Georgia Ketamine declined to discuss its inducements or other practices.

California has a growing number of ketamine clinics, but Chris Valine, a spokeswoman for the Medical Board of California, said the organization is not able to say whether complaints have risen and that the board is not allowed to divulge complaints about specific physicians.

The board urges physicians to document the legitimacy of off-label prescribing by providing references to scientific studies that support that use and by documenting informed consent, said Valine.

Will Patients Win or Lose?

Ketamine is providing hope to people with depression who otherwise have not had relief, and the infusion clinics are proliferating "because there's a real need for it," said Dr Turner.

Dr Nemeroff agreed, noting that clinics have sprung up "for a combination of altruistic and financial reasons." But, he said, "I wish it could be regulated."

Because of the number of clinics operating in a questionable fashion and the fact that many have similar names, Dr Levine decided to change the name of his business to distance himself from the other providers.

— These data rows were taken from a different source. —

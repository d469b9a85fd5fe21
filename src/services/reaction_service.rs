use sqlx::PgPool;
use uuid::Uuid;

use crate::{
    error::{AppError, Result},
    models::{Polarity, ReactionState, Target},
    repository::{PgRepository, ReactionRepository},
};

/// Applies one like/dislike toggle and returns the user's resulting state.
///
/// Repeating a reaction removes it; reacting with the opposite polarity
/// first removes the existing reaction. Each row change is paired with a
/// ±1 on the matching counter of the target.
pub async fn apply_reaction<R: ReactionRepository>(
    repo: &mut R,
    user_id: Uuid,
    target: Target,
    polarity: Polarity,
) -> Result<ReactionState> {
    if !repo.lock_target(target).await? {
        return Err(AppError::NotFound(format!("{} not found", target.kind)));
    }

    if repo.has_reaction(target, user_id, polarity).await? {
        repo.delete_reaction(target, user_id, polarity).await?;
        repo.adjust_counter(target, polarity, -1).await?;

        tracing::debug!(%user_id, target = %target.id, %polarity, "reaction removed");
        return Ok(ReactionState::None);
    }

    let opposite = polarity.opposite();
    if repo.has_reaction(target, user_id, opposite).await? {
        repo.delete_reaction(target, user_id, opposite).await?;
        repo.adjust_counter(target, opposite, -1).await?;
    }

    repo.insert_reaction(target, user_id, polarity).await?;
    repo.adjust_counter(target, polarity, 1).await?;

    tracing::debug!(%user_id, target = %target.id, %polarity, "reaction recorded");
    Ok(polarity.into())
}

async fn react(db: &PgPool, user_id: Uuid, target: Target, polarity: Polarity) -> Result<ReactionState> {
    let mut repo = PgRepository::begin(db).await?;
    let state = apply_reaction(&mut repo, user_id, target, polarity).await?;
    repo.commit().await?;

    Ok(state)
}

pub async fn react_to_post(
    db: &PgPool,
    user_id: Uuid,
    post_id: Uuid,
    polarity: Polarity,
) -> Result<ReactionState> {
    react(db, user_id, Target::post(post_id), polarity).await
}

pub async fn react_to_comment(
    db: &PgPool,
    user_id: Uuid,
    comment_id: Uuid,
    polarity: Polarity,
) -> Result<ReactionState> {
    react(db, user_id, Target::comment(comment_id), polarity).await
}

When Ketamine Treatment Centers became Actify Neurotherapies, it was also a nod to the future. "We do not want to be seen as just a ketamine clinic," said Dr Levine, adding that he views ketamine as a tool for discovery in the neuroscience of depression.

The use of ketamine infusions could possibly be supplanted by use of an intranasal form of the drug developed by Johnson & Johnson that is currently under review at the FDA.

In the meantime, in the absence of oversight, Dr Levine is "nervous that there are going to be some bad outcomes, especially with a population that's so vulnerable," he said.

"For a few bad actors to ruin this would be just horrible and cost a lot of lives."